3D Printing: Brave New World or Nightmare on IP Street?

“Everybody wears the same clothes now. And everybody plays the game. Copycat, copycat, copycat.” Copycat by The Cranberries

The Internet. The Industrial Revolution. Guttenberg’s Printing Press, The Wheel. Game-changing inventions that radically changed how humans work, play, interact, and think. It’s hard to remember life without computers on our desktops and in our pockets, courtesy of Smartphones that keep us constantly connected but increasingly isolated. Just when we were about to take a breather so we could download the newest Apps from the Apple Store, the onslaught of innovation has gained new momentum. As before, the technology poised to change our lives–and possibly the world–sounds benign. 3D Printing. The name conjures up little more than something that might be able to churn out a nifty diorama for a 5th grade school project. But don’t let the simple name fool you. Like the printing press or the microprocessor, 3D Printing technology promises to have a profound impact on how goods are made, sold, and used.

What is a 3D printer? To simplify, it’s a desktop “factory” that can copy and reproduce everything from dishware to components of firearms. Using a 3D printer, virtually any solid object that can be scanned and reduced to a digital “virtual blueprint” can be manufactured, literally on one’s desktop. Today, 3D printing remains the province of industries such the spare auto parts makers and hobbyists who dabble in printing model toys, jewelery, and other small objects. Tempting to dismiss or ignore. But once upon a time, not too long ago, computers were brushed aside as reserved for IBM, NASA and the eggheads eager to trade up from their slide rules and pocket protectors.

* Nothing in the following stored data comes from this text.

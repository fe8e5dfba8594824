//! [`Token`] — the on-disk and in-memory credential record.

use serde::{Deserialize, Serialize};

/// An access token authorizing deploys under one repository subtree.
///
/// Tokens are replaced wholesale or removed — there is no partial update.
/// The `alias` is the store's lookup key and unique across live tokens.
#[derive(Clone, PartialEq, Eq, Serialize, Deserialize)]
pub struct Token {
    /// Repository path prefix this token may deploy under.
    pub path: String,
    /// Unique, human-readable identifier.
    pub alias: String,
    /// Shared secret. Compared, never logged.
    pub secret: String,
}

impl Token {
    pub fn new(
        path: impl Into<String>,
        alias: impl Into<String>,
        secret: impl Into<String>,
    ) -> Self {
        Self {
            path: path.into(),
            alias: alias.into(),
            secret: secret.into(),
        }
    }

    /// Whether this token's scope covers the given request path.
    pub fn covers(&self, request_path: &str) -> bool {
        request_path.starts_with(&self.path)
    }
}

// Manual impl so the secret never leaks through debug logging.
impl std::fmt::Debug for Token {
    fn fmt(&self, f: &mut std::fmt::Formatter<'_>) -> std::fmt::Result {
        f.debug_struct("Token")
            .field("path", &self.path)
            .field("alias", &self.alias)
            .field("secret", &"<redacted>")
            .finish()
    }
}
//! Invalidation of cached directory metadata.

use std::path::Path;

/// Name of the cached aggregate-metadata artifact kept per directory.
pub const METADATA_FILE: &str = "maven-metadata.xml";

/// Checksum siblings that go stale together with the metadata file.
const CHECKSUM_EXTENSIONS: [&str; 2] = ["md5", "sha1"];

/// Deletes cached directory-listing metadata so it is regenerated lazily
/// on the next read.
///
/// Invalidation is best-effort: a stale cache will simply be rebuilt, so a
/// missing file is fine and a deletion failure is logged and swallowed —
/// it must never fail a deploy.
#[derive(Debug, Default, Clone, Copy)]
pub struct MetadataInvalidator;

impl MetadataInvalidator {
    pub fn new() -> Self {
        Self
    }

    /// Drop the cached metadata (and its checksums) for one directory.
    pub async fn invalidate(&self, directory: &Path) {
        let metadata_file = directory.join(METADATA_FILE);
        self.remove_if_present(&metadata_file).await;

        for extension in CHECKSUM_EXTENSIONS {
            let mut checksum = metadata_file.clone().into_os_string();
            checksum.push(".");
            checksum.push(extension);
            self.remove_if_present(Path::new(&checksum)).await;
        }
    }

    async fn remove_if_present(&self, file: &Path) {
        match tokio::fs::remove_file(file).await {
            Ok(()) => {}
            Err(e) if e.kind() == std::io::ErrorKind::NotFound => {}
            Err(e) => {
                tracing::warn!(
                    file = %file.display(),
                    error = %e,
                    "failed to invalidate cached metadata"
                );
            }
        }
    }
}
//! Soft disk quota for the repository tree.

use std::sync::atomic::{AtomicU64, Ordering};

/// Tracks bytes consumed by successful deploys against a configured ceiling.
///
/// This is a soft quota: [`has_usable_space`](DiskQuota::has_usable_space)
/// is checked before a write, and [`allocate`](DiskQuota::allocate) is
/// unclamped, so a single deploy may overshoot the ceiling — the next one
/// is the one that gets rejected. The counter is not reconciled against
/// true disk usage mid-flight; concurrent overwrites of one path can
/// overcount.
pub struct DiskQuota {
    allocated: AtomicU64,
    max_size: Option<u64>,
}

impl DiskQuota {
    /// Quota with a ceiling, starting from the given consumption (typically
    /// recomputed from the repository tree at startup).
    pub fn limited(allocated: u64, max_size: u64) -> Self {
        Self {
            allocated: AtomicU64::new(allocated),
            max_size: Some(max_size),
        }
    }

    /// No ceiling — every space check passes.
    pub fn unlimited() -> Self {
        Self {
            allocated: AtomicU64::new(0),
            max_size: None,
        }
    }

    /// Parse a quota from a size string like `"10GB"`, `"512MB"` or a raw
    /// byte count. Returns `None` for anything unparseable.
    pub fn of(value: &str) -> Option<Self> {
        let value = value.trim();
        let (number, multiplier) = match value.to_ascii_uppercase() {
            v if v.ends_with("GB") => (value[..value.len() - 2].trim().to_string(), 1 << 30),
            v if v.ends_with("MB") => (value[..value.len() - 2].trim().to_string(), 1 << 20),
            v if v.ends_with("KB") => (value[..value.len() - 2].trim().to_string(), 1 << 10),
            _ => (value.to_string(), 1),
        };

        let number: u64 = number.parse().ok()?;
        let max_size = number.checked_mul(multiplier)?;
        Some(Self::limited(0, max_size))
    }

    /// Fast pre-write check. Unlimited quotas always pass.
    pub fn has_usable_space(&self) -> bool {
        match self.max_size {
            Some(max) => self.allocated.load(Ordering::Relaxed) < max,
            None => true,
        }
    }

    /// Record bytes consumed by a completed write. Deliberately unclamped.
    pub fn allocate(&self, bytes: u64) {
        self.allocated.fetch_add(bytes, Ordering::Relaxed);
    }

    /// Bytes recorded as consumed so far.
    pub fn allocated(&self) -> u64 {
        self.allocated.load(Ordering::Relaxed)
    }
}

#[cfg(test)]
mod tests {
    use super::*;

    #[test]
    fn test_unlimited_always_has_space() {
        let quota = DiskQuota::unlimited();
        quota.allocate(u64::MAX / 2);
        assert!(quota.has_usable_space());
    }

    #[test]
    fn test_exhaustion_at_ceiling() {
        let quota = DiskQuota::limited(0, 100);
        assert!(quota.has_usable_space());

        quota.allocate(99);
        assert!(quota.has_usable_space());

        quota.allocate(1);
        assert!(!quota.has_usable_space());
    }

    #[test]
    fn test_allocate_may_overshoot() {
        let quota = DiskQuota::limited(90, 100);
        assert!(quota.has_usable_space());

        // The pre-write check passed, the write was bigger than the gap.
        quota.allocate(500);
        assert_eq!(quota.allocated(), 590);
        assert!(!quota.has_usable_space());
    }

    #[test]
    fn test_of_size_strings() {
        assert_eq!(DiskQuota::of("10GB").unwrap().max_size, Some(10 << 30));
        assert_eq!(DiskQuota::of("512MB").unwrap().max_size, Some(512 << 20));
        assert_eq!(DiskQuota::of("8kb").unwrap().max_size, Some(8 << 10));
        assert_eq!(DiskQuota::of("4096").unwrap().max_size, Some(4096));
        assert!(DiskQuota::of("ten gigabytes").is_none());
    }
}
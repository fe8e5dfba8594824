//! Token-based authentication for deploy requests.
//!
//! Read-only against the token store: authenticating never mutates
//! anything, and a failure is a classified value, not an error.

use crate::token::{TokenMedium, TokenStore};
use std::sync::Arc;

/// Basic credentials presented by an uploader.
#[derive(Clone, PartialEq, Eq)]
pub struct Credentials {
    pub alias: String,
    pub secret: String,
}

impl Credentials {
    pub fn new(alias: impl Into<String>, secret: impl Into<String>) -> Self {
        Self {
            alias: alias.into(),
            secret: secret.into(),
        }
    }
}

impl std::fmt::Debug for Credentials {
    fn fmt(&self, f: &mut std::fmt::Formatter<'_>) -> std::fmt::Result {
        f.debug_struct("Credentials")
            .field("alias", &self.alias)
            .field("secret", &"<redacted>")
            .finish()
    }
}

/// Successful authentication: the resolved alias plus the subtree it may
/// write to. Lives for one deploy request, never persisted.
#[derive(Debug, Clone)]
pub struct Session {
    pub alias: String,
    pub path: String,
}

/// Why authentication was refused.
#[derive(Debug, Clone, PartialEq, Eq)]
pub enum AuthFailure {
    /// No credentials were presented at all.
    MissingCredentials,
    /// Unknown alias or wrong secret — deliberately indistinguishable.
    InvalidCredentials,
    /// Valid token, but its scope does not cover the request path.
    InsufficientScope,
}

impl AuthFailure {
    /// User-visible message.
    pub fn message(&self) -> &'static str {
        match self {
            AuthFailure::MissingCredentials => "Authorization credentials are not specified",
            AuthFailure::InvalidCredentials => "Invalid authorization credentials",
            AuthFailure::InsufficientScope => "Invalid authorization scope",
        }
    }
}

/// Validates presented credentials against the token store.
pub struct Authenticator<M: TokenMedium> {
    tokens: Arc<TokenStore<M>>,
}

impl<M: TokenMedium> Authenticator<M> {
    pub fn new(tokens: Arc<TokenStore<M>>) -> Self {
        Self { tokens }
    }

    /// Resolve credentials into a [`Session`] authorized for `request_path`.
    pub async fn authenticate(
        &self,
        credentials: Option<&Credentials>,
        request_path: &str,
    ) -> Result<Session, AuthFailure> {
        let credentials = credentials.ok_or(AuthFailure::MissingCredentials)?;

        let token = self
            .tokens
            .get(&credentials.alias)
            .await
            .ok_or(AuthFailure::InvalidCredentials)?;

        if token.secret != credentials.secret {
            return Err(AuthFailure::InvalidCredentials);
        }

        if !token.covers(request_path) {
            return Err(AuthFailure::InsufficientScope);
        }

        Ok(Session {
            alias: token.alias,
            path: token.path,
        })
    }
}
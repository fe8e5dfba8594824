//! [`TokenMedium`] trait definition and the ephemeral fallback.

use crate::error::DeployError;
use crate::token::Token;
use async_trait::async_trait;
use std::collections::HashMap;
use std::sync::Mutex;

/// Durable medium for token records.
///
/// The [`TokenStore`](crate::token::TokenStore) owns the in-memory view; the
/// medium owns durability. Every method must be all-or-nothing: a failed
/// `put` or `remove` leaves prior durable contents intact so the caller can
/// retry once the obstruction clears.
#[async_trait]
pub trait TokenMedium: Send + Sync {
    /// Read the full durable state. Missing or unreadable state on first
    /// run yields an empty map, not an error.
    async fn load(&self) -> Result<HashMap<String, Token>, DeployError>;

    /// Durably insert or replace one record.
    async fn put(&self, token: &Token) -> Result<(), DeployError>;

    /// Durably delete one record. Absent alias is not an error.
    async fn remove(&self, alias: &str) -> Result<(), DeployError>;
}

/// In-memory medium — nothing survives the process.
///
/// Used when the `file-storage` feature is off, and as the failure-injection
/// seam in tests: flip `fail_writes` and every mutation reports a
/// [`DeployError::Persistence`] without touching stored state.
#[derive(Default)]
pub struct EphemeralMedium {
    records: Mutex<HashMap<String, Token>>,
    fail_writes: std::sync::atomic::AtomicBool,
}

impl EphemeralMedium {
    pub fn new() -> Self {
        Self::default()
    }

    /// Make subsequent `put`/`remove` calls fail, simulating an
    /// externally locked medium.
    pub fn set_fail_writes(&self, fail: bool) {
        self.fail_writes
            .store(fail, std::sync::atomic::Ordering::SeqCst);
    }

    fn check_writable(&self) -> Result<(), DeployError> {
        if self.fail_writes.load(std::sync::atomic::Ordering::SeqCst) {
            return Err(DeployError::Persistence(
                "medium is locked by another writer".to_string(),
            ));
        }
        Ok(())
    }
}

#[async_trait]
impl TokenMedium for EphemeralMedium {
    async fn load(&self) -> Result<HashMap<String, Token>, DeployError> {
        Ok(self.records.lock().unwrap_or_else(|e| e.into_inner()).clone())
    }

    async fn put(&self, token: &Token) -> Result<(), DeployError> {
        self.check_writable()?;
        self.records
            .lock()
            .unwrap_or_else(|e| e.into_inner())
            .insert(token.alias.clone(), token.clone());
        Ok(())
    }

    async fn remove(&self, alias: &str) -> Result<(), DeployError> {
        self.check_writable()?;
        self.records
            .lock()
            .unwrap_or_else(|e| e.into_inner())
            .remove(alias);
        Ok(())
    }
}
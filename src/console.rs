//! Operator commands against the token store.

use crate::token::{TokenMedium, TokenStore};

/// Revoke a token by alias.
///
/// Returns `true` only if a token existed and was durably removed.
/// An unknown alias or a persistence failure both come back `false`; the
/// persistence failure is logged and the command can simply be re-run once
/// the token file is writable again.
pub struct RevokeCommand {
    alias: String,
}

impl RevokeCommand {
    pub fn new(alias: impl Into<String>) -> Self {
        Self {
            alias: alias.into(),
        }
    }

    pub async fn execute<M: TokenMedium>(&self, tokens: &TokenStore<M>) -> bool {
        match tokens.remove(&self.alias).await {
            Ok(true) => {
                tracing::info!(alias = %self.alias, "token revoked");
                true
            }
            Ok(false) => {
                tracing::info!(alias = %self.alias, "no token registered under alias");
                false
            }
            Err(e) => {
                tracing::error!(alias = %self.alias, error = %e, "failed to revoke token");
                false
            }
        }
    }
}
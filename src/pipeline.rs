//! Deploy pipeline.
//!
//! The gate between an uploaded byte stream and the repository tree:
//! feature flag → authentication → quota check → metadata invalidation →
//! write → quota accounting. Every expected failure comes back as a
//! classified [`DeployRejection`], never as a panic or a bare error — the
//! transport layer only has to render the envelope.

use crate::auth::{AuthFailure, Authenticator, Credentials};
use crate::config::DeployConfig;
use crate::layout::{FlatLayout, RepositoryLayout};
use crate::metadata::MetadataInvalidator;
use crate::quota::DiskQuota;
use crate::token::{TokenMedium, TokenStore};
use std::sync::Arc;
use tokio::io::{AsyncRead, AsyncWriteExt};

/// One deploy invocation from the transport layer.
pub struct DeployRequest<R> {
    /// Request path — storage target and authorization scope at once.
    pub path: String,
    /// Basic credentials, if any were presented.
    pub credentials: Option<Credentials>,
    /// The artifact body.
    pub body: R,
}

/// Why a deploy was refused.
#[derive(Debug, Clone, PartialEq, Eq)]
pub enum DeployRejection {
    /// Deployment is administratively disabled.
    Disabled,
    /// Authentication failed.
    Auth(AuthFailure),
    /// The soft quota is exhausted.
    OutOfSpace,
    /// The artifact bytes could not be written. Detail goes to the
    /// operator log, not the client.
    UploadFailed,
}

impl DeployRejection {
    /// HTTP-equivalent status for the boundary envelope.
    pub fn status(&self) -> u16 {
        match self {
            DeployRejection::UploadFailed => 500,
            _ => 401,
        }
    }

    /// User-visible message.
    pub fn message(&self) -> &'static str {
        match self {
            DeployRejection::Disabled => "Artifact deployment is disabled",
            DeployRejection::Auth(failure) => failure.message(),
            DeployRejection::OutOfSpace => "Out of disk space",
            DeployRejection::UploadFailed => "Failed to upload artifact",
        }
    }

    /// Whether the response should carry a credentials challenge.
    pub fn challenge(&self) -> bool {
        matches!(self, DeployRejection::Auth(_))
    }
}

/// Terminal result of a deploy.
#[derive(Debug, Clone, PartialEq, Eq)]
pub enum DeployOutcome {
    /// Artifact accepted. Response body is the literal `"Success"`.
    Success,
    /// Refused with a classified reason.
    Rejected(DeployRejection),
}

impl DeployOutcome {
    pub fn is_success(&self) -> bool {
        matches!(self, DeployOutcome::Success)
    }

    pub fn status(&self) -> u16 {
        match self {
            DeployOutcome::Success => 200,
            DeployOutcome::Rejected(rejection) => rejection.status(),
        }
    }

    pub fn message(&self) -> &'static str {
        match self {
            DeployOutcome::Success => "Success",
            DeployOutcome::Rejected(rejection) => rejection.message(),
        }
    }

    pub fn challenge(&self) -> bool {
        match self {
            DeployOutcome::Success => false,
            DeployOutcome::Rejected(rejection) => rejection.challenge(),
        }
    }
}

/// The deploy pipeline.
///
/// Synchronous from the caller's viewpoint: one request runs front to back
/// on its worker with no internal coordination. Concurrent deploys to the
/// same path race at the filesystem — last write wins, and each request
/// still allocates its own quota share.
pub struct DeployPipeline<M: TokenMedium, L: RepositoryLayout = FlatLayout> {
    enabled: bool,
    authenticator: Authenticator<M>,
    quota: Arc<DiskQuota>,
    invalidator: MetadataInvalidator,
    layout: L,
}

impl<M: TokenMedium> DeployPipeline<M, FlatLayout> {
    /// Build a pipeline from configuration, with the default flat layout
    /// rooted at `config.repositories_dir`.
    pub fn from_config(config: &DeployConfig, tokens: Arc<TokenStore<M>>) -> Self {
        let quota = config
            .disk_quota
            .as_deref()
            .and_then(DiskQuota::of)
            .unwrap_or_else(DiskQuota::unlimited);

        Self::new(
            config.deploy_enabled,
            tokens,
            Arc::new(quota),
            FlatLayout::new(&config.repositories_dir),
        )
    }
}

impl<M: TokenMedium, L: RepositoryLayout> DeployPipeline<M, L> {
    pub fn new(
        enabled: bool,
        tokens: Arc<TokenStore<M>>,
        quota: Arc<DiskQuota>,
        layout: L,
    ) -> Self {
        Self {
            enabled,
            authenticator: Authenticator::new(tokens),
            quota,
            invalidator: MetadataInvalidator::new(),
            layout,
        }
    }

    /// Run one deploy request to its terminal outcome.
    pub async fn deploy<R>(&self, request: DeployRequest<R>) -> DeployOutcome
    where
        R: AsyncRead + Unpin + Send,
    {
        tracing::info!(path = %request.path, "DEPLOY request");

        if !self.enabled {
            return DeployOutcome::Rejected(DeployRejection::Disabled);
        }

        let session = match self
            .authenticator
            .authenticate(request.credentials.as_ref(), &request.path)
            .await
        {
            Ok(session) => session,
            Err(failure) => return DeployOutcome::Rejected(DeployRejection::Auth(failure)),
        };

        if !self.quota.has_usable_space() {
            return DeployOutcome::Rejected(DeployRejection::OutOfSpace);
        }

        let file = match self.layout.resolve(&request.path) {
            Some(file) => file,
            None => {
                tracing::error!(path = %request.path, "request path does not resolve to a repository file");
                return DeployOutcome::Rejected(DeployRejection::UploadFailed);
            }
        };

        // Whatever lands in this directory, its cached listing is stale —
        // invalidate before branching on the filename.
        if let Some(parent) = file.parent() {
            self.invalidator.invalidate(parent).await;
        }

        // Client-supplied metadata is discarded; the server regenerates it
        // from the directory on next read.
        let is_metadata = file
            .file_name()
            .map(|name| name.to_string_lossy().contains("maven-metadata"))
            .unwrap_or(false);
        if is_metadata {
            return DeployOutcome::Success;
        }

        match self.write_artifact(&file, request.body).await {
            Ok(bytes) => {
                self.quota.allocate(bytes);
                tracing::info!(
                    alias = %session.alias,
                    file = %file.display(),
                    bytes,
                    "DEPLOY succeeded"
                );
                DeployOutcome::Success
            }
            Err(e) => {
                // Full detail for the operator, a generic message for
                // the client.
                tracing::error!(path = %request.path, error = %e, "DEPLOY failed");
                DeployOutcome::Rejected(DeployRejection::UploadFailed)
            }
        }
    }

    /// Stream the body to the target path, replacing existing content.
    /// Returns the number of bytes written.
    async fn write_artifact<R>(&self, file: &std::path::Path, mut body: R) -> std::io::Result<u64>
    where
        R: AsyncRead + Unpin + Send,
    {
        if let Some(parent) = file.parent() {
            tokio::fs::create_dir_all(parent).await?;
        }

        let mut target = tokio::fs::File::create(file).await?;
        let bytes = tokio::io::copy(&mut body, &mut target).await?;
        target.flush().await?;

        Ok(bytes)
    }
}
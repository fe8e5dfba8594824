//! Deploy configuration.
//!
//! An explicit value handed to the pipeline at construction — no component
//! reads ambient process-wide state.

use serde::{Deserialize, Serialize};
use std::path::PathBuf;

/// Configuration for the deploy path.
#[derive(Debug, Clone, Serialize, Deserialize)]
pub struct DeployConfig {
    /// Whether artifact deployment is accepted at all.
    pub deploy_enabled: bool,
    /// Root of the repository storage tree.
    pub repositories_dir: PathBuf,
    /// Storage ceiling as a size string (`"10GB"`), or `None` for
    /// unlimited. Parsed by [`DiskQuota::of`](crate::quota::DiskQuota::of).
    pub disk_quota: Option<String>,
}

impl Default for DeployConfig {
    fn default() -> Self {
        Self {
            deploy_enabled: true,
            repositories_dir: PathBuf::from("repositories"),
            disk_quota: None,
        }
    }
}

#[cfg(test)]
mod tests {
    use super::*;

    #[test]
    fn test_default_config() {
        let config = DeployConfig::default();
        assert!(config.deploy_enabled);
        assert_eq!(config.repositories_dir, PathBuf::from("repositories"));
        assert!(config.disk_quota.is_none());
    }

    #[test]
    fn test_config_roundtrip() {
        let config = DeployConfig {
            deploy_enabled: false,
            repositories_dir: PathBuf::from("/srv/repo"),
            disk_quota: Some("10GB".to_string()),
        };
        let json = serde_json::to_string(&config).unwrap();
        let back: DeployConfig = serde_json::from_str(&json).unwrap();
        assert!(!back.deploy_enabled);
        assert_eq!(back.disk_quota.as_deref(), Some("10GB"));
    }
}
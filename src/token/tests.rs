use super::*;
use crate::error::DeployError;

#[cfg(feature = "file-storage")]
fn temp_store_dir() -> std::path::PathBuf {
    std::env::temp_dir().join(format!("artifact-deploy-test-{}", rand::random::<u32>()))
}

#[tokio::test]
async fn test_put_then_get_returns_equal_record() {
    let store = TokenStore::open(EphemeralMedium::new()).await.unwrap();

    let token = Token::new("/releases/auth", "authtest", "secure");
    store.put(token.clone()).await.unwrap();

    assert_eq!(store.get("authtest").await, Some(token));
    assert_eq!(store.get("unknown").await, None);
}

#[tokio::test]
async fn test_put_replaces_wholesale() {
    let store = TokenStore::open(EphemeralMedium::new()).await.unwrap();

    store
        .issue("/releases", "alias", "old-secret")
        .await
        .unwrap();
    store
        .issue("/snapshots", "alias", "new-secret")
        .await
        .unwrap();

    let token = store.get("alias").await.unwrap();
    assert_eq!(token.path, "/snapshots");
    assert_eq!(token.secret, "new-secret");
    assert_eq!(store.count().await, 1);
}

#[tokio::test]
async fn test_remove_is_idempotent() {
    let store = TokenStore::open(EphemeralMedium::new()).await.unwrap();
    store.issue("/releases", "alias", "secret").await.unwrap();

    assert!(store.remove("alias").await.unwrap());
    assert_eq!(store.get("alias").await, None);
    assert!(!store.remove("alias").await.unwrap());
}

#[tokio::test]
async fn test_failed_put_leaves_memory_unchanged() {
    let medium = EphemeralMedium::new();
    medium.set_fail_writes(true);
    let store = TokenStore::open(medium).await.unwrap();

    let result = store.issue("/releases", "alias", "secret").await;
    assert!(matches!(result, Err(DeployError::Persistence(_))));
    assert_eq!(store.get("alias").await, None);
}

#[tokio::test]
async fn test_obstructed_remove_is_retryable() {
    let medium = EphemeralMedium::new();
    let store = TokenStore::open(medium).await.unwrap();
    let token = store.issue("/releases", "alias", "secret").await.unwrap();

    // Obstruct the medium: remove reports failure, the record survives.
    store.medium().set_fail_writes(true);
    let result = store.remove("alias").await;
    assert!(matches!(result, Err(DeployError::Persistence(_))));
    assert_eq!(store.get("alias").await, Some(token));

    // Obstruction clears, retry succeeds.
    store.medium().set_fail_writes(false);
    assert!(store.remove("alias").await.unwrap());
    assert_eq!(store.get("alias").await, None);
}

#[cfg(feature = "file-storage")]
#[tokio::test]
async fn test_store_survives_restart() {
    let dir = temp_store_dir();

    {
        let medium = FileTokenMedium::in_working_dir(&dir).await.unwrap();
        let store = TokenStore::open(medium).await.unwrap();
        store
            .issue("/releases/auth", "authtest", "secure")
            .await
            .unwrap();
    }

    let medium = FileTokenMedium::in_working_dir(&dir).await.unwrap();
    let store = TokenStore::open(medium).await.unwrap();
    let token = store.get("authtest").await.unwrap();
    assert_eq!(token.path, "/releases/auth");
    assert_eq!(token.secret, "secure");

    let _ = tokio::fs::remove_dir_all(dir).await;
}

#[cfg(feature = "file-storage")]
#[tokio::test]
async fn test_store_opened_over_corrupt_file_accepts_tokens() {
    let dir = temp_store_dir();
    tokio::fs::create_dir_all(&dir).await.unwrap();
    tokio::fs::write(dir.join("tokens.json"), "not valid json")
        .await
        .unwrap();

    let medium = FileTokenMedium::in_working_dir(&dir).await.unwrap();
    let store = TokenStore::open(medium).await.unwrap();
    assert_eq!(store.count().await, 0);

    // An empty start must be a usable start: issuance and revocation
    // work and the rewritten file survives a restart.
    let token = store
        .issue("/releases/auth", "authtest", "secure")
        .await
        .unwrap();
    assert_eq!(store.get("authtest").await, Some(token));
    assert!(store.remove("authtest").await.unwrap());

    let _ = tokio::fs::remove_dir_all(dir).await;
}

#[cfg(feature = "file-storage")]
#[tokio::test]
async fn test_obstructed_file_remove_keeps_token() {
    let dir = temp_store_dir();
    let medium = FileTokenMedium::in_working_dir(&dir).await.unwrap();
    let store = TokenStore::open(medium).await.unwrap();
    let token = store.issue("/releases", "alias", "secret").await.unwrap();

    // Swap the tokens file for a non-empty directory so the durable
    // remove cannot land.
    let file = dir.join("tokens.json");
    let saved = tokio::fs::read_to_string(&file).await.unwrap();
    tokio::fs::remove_file(&file).await.unwrap();
    tokio::fs::create_dir(&file).await.unwrap();
    tokio::fs::write(file.join("occupied"), "x").await.unwrap();

    let result = store.remove("alias").await;
    assert!(matches!(result, Err(DeployError::Persistence(_))));
    assert_eq!(store.get("alias").await, Some(token));

    // Clear the obstruction; the retry removes for real.
    tokio::fs::remove_dir_all(&file).await.unwrap();
    tokio::fs::write(&file, saved).await.unwrap();
    assert!(store.remove("alias").await.unwrap());
    assert_eq!(store.get("alias").await, None);

    let _ = tokio::fs::remove_dir_all(dir).await;
}
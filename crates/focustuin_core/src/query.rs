//! Read-only views components expose to each other.
//!
//! The scheduler never reaches into the focus machine's fields; it asks
//! through these traits.

pub trait FocusQuery {
    fn is_focused(&self) -> bool;

    /// Start of the current (or most recent) confirmed focus streak.
    fn last_focus_started_at(&self) -> Option<u64>;

    /// Length of the ongoing streak, 0 while unfocused.
    fn current_focus_duration_ms(&self, now_ms: u64) -> u64;

    /// Completed streaks plus the ongoing one.
    fn total_focus_ms(&self, now_ms: u64) -> u64;
}

pub trait LifeQuery {
    fn remaining_lives(&self) -> u32;
    fn is_dead(&self) -> bool;
}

In just the last few years, the price of “personal” 3D printers has dipped to around $2,000. And the implications could be profound. Imagine making your own crowns or dental implants, spare parts for household appliances or cars, even chocolates. And imagine factories and warehouses that make, store, and ship those and innumerable other items suddenly going the way of the dinosaurs when everyone has an “all-in-one” “DIY” factory sitting right next to their paper printer.

This all may sound too good to be true, but owners of intellectual property can ill afford to act like ostriches. Recent history reveals what can happen when IP owners don’t grasp and embrace sea changes in technology. Just try to find a Sam Goody’s record store or a Blockbuster Video still welcoming consumers through their brick and mortar doors–done in by rampant and unashamed peer-to-peer file sharing of music and movies, and ultimately ceding prize market positions to streaming services such as Netflix and Spotify.

What can owners of copyrights, trademarks, and patents do to avoid a similar fate from 3D printers. It will require innovative solutions and creative approaches using the full arsenal of IP rights. First steps should include shoring up conventional protection for designs, such as design patenTs, copyrights, and trademarks. Ensuring that when something is copied, the trademark is necessarily copied may be one way to easily identify counterfeit products. Obtaining copyrights in the digital files needed to create a 3D copies may also become a vital tool in controlling–and profiting from–the rise of home-based manufacturing. But one thing is sure, industries that don’t recognize that the winds of change are blowing hard and fast may well be swept aside.

QUOTE OF THE DAY: “The medium is the message. This is merely to say that the personal and social consequences of any medium – that is, of any extension of ourselves – result from the new scale that is introduced into our affairs by each extension of ourselves, or by any new technology.”